[Collection entries]
== == ==

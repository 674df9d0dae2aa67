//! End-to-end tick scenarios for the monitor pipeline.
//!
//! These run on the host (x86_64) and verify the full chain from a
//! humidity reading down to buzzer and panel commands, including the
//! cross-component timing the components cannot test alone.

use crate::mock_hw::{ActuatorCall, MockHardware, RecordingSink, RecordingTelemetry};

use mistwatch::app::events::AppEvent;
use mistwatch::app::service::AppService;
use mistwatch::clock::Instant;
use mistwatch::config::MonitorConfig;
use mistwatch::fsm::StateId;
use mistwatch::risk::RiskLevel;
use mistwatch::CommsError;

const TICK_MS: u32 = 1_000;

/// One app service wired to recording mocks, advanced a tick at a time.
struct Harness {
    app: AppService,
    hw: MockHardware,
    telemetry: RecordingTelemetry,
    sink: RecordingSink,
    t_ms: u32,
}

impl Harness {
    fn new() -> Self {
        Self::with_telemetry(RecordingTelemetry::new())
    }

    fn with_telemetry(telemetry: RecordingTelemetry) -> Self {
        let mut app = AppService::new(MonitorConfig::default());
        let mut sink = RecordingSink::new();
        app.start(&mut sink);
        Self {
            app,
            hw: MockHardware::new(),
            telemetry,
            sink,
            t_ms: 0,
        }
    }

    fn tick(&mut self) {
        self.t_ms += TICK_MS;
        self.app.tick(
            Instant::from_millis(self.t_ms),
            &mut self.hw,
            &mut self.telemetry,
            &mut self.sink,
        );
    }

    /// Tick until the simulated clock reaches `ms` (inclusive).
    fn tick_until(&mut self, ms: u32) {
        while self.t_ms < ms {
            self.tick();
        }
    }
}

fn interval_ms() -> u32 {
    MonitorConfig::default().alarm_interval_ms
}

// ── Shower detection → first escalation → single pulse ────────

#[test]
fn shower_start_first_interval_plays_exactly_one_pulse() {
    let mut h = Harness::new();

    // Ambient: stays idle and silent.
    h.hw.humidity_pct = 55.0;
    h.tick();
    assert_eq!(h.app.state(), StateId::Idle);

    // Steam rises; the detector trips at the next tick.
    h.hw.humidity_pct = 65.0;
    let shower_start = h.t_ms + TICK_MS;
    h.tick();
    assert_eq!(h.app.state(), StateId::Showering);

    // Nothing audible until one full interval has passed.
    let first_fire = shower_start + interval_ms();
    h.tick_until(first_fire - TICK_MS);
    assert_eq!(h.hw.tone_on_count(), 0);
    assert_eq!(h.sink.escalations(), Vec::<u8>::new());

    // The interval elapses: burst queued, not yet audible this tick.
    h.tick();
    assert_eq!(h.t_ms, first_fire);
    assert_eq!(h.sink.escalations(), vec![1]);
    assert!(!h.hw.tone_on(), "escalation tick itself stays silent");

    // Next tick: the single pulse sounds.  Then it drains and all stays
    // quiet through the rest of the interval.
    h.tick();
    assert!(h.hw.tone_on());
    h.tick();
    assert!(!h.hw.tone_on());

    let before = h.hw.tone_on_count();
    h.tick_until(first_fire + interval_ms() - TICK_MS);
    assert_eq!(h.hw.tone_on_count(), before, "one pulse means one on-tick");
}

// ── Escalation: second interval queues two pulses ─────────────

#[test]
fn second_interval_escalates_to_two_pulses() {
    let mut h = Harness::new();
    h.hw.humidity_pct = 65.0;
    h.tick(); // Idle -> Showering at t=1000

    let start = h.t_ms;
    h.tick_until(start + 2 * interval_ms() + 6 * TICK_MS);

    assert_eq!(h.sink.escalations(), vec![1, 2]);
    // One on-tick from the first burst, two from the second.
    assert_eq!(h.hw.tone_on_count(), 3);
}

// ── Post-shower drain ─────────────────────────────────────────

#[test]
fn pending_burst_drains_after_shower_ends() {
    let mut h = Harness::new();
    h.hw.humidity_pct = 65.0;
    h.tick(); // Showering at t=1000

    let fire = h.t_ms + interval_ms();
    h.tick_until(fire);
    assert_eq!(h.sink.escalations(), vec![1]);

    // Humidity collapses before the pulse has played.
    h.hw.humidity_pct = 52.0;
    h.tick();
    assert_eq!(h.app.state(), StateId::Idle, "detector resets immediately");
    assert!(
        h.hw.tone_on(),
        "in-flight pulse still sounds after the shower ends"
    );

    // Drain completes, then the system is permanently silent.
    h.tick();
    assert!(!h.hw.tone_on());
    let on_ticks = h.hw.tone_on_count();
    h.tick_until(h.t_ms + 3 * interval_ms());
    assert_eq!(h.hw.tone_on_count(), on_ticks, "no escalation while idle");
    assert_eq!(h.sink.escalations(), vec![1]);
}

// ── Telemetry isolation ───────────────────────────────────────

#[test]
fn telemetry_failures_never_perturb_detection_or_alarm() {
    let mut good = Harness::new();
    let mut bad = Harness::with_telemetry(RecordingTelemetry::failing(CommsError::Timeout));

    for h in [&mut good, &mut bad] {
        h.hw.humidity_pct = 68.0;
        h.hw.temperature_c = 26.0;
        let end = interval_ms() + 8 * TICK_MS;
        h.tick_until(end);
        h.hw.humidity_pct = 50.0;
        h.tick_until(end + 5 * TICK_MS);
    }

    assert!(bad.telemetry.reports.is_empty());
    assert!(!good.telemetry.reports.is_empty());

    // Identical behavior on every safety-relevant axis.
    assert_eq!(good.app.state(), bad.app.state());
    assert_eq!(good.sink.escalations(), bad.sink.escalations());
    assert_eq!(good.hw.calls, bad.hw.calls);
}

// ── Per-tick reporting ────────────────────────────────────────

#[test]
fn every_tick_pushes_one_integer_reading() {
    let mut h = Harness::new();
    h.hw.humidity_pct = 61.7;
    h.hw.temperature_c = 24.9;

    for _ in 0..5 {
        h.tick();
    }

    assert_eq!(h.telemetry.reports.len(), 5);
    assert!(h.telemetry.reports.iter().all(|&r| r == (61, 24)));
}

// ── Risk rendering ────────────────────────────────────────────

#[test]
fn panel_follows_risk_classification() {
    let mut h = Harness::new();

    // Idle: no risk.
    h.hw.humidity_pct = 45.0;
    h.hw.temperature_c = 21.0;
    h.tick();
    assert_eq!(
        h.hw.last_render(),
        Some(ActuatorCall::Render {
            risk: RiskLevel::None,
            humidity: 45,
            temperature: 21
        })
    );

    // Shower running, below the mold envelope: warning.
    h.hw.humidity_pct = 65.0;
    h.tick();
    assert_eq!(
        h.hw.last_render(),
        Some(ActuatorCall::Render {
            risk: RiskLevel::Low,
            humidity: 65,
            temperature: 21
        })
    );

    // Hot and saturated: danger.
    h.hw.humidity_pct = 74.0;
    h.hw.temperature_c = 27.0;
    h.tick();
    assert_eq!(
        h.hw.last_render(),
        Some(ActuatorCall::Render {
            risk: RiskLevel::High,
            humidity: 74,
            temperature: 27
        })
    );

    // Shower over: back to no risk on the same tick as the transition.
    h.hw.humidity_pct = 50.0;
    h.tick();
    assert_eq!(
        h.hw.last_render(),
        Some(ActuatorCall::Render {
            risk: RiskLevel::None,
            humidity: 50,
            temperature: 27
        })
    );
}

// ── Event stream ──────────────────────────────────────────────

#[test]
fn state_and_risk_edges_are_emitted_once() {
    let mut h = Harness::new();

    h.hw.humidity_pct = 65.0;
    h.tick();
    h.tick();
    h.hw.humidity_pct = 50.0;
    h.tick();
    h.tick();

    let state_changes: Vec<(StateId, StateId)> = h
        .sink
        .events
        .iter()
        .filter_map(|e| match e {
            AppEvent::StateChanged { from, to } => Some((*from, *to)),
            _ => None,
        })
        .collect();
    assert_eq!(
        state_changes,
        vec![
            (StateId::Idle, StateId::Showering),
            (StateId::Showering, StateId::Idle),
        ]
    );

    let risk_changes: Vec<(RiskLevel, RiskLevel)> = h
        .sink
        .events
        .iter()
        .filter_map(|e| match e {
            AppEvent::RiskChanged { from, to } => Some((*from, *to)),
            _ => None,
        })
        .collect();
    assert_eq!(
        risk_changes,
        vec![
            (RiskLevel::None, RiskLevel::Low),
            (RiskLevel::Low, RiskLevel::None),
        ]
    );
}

== == ==

● What is needed: The lines in the entries above that carry the word "reports" must be copied.

● Answer section:
    assert!(bad.telemetry.reports.is_empty());
    assert!(!good.telemetry.reports.is_empty());
    assert_eq!(h.telemetry.reports.len(), 5);
    assert!(h.telemetry.reports.iter().all(|&r| r == (61, 24)));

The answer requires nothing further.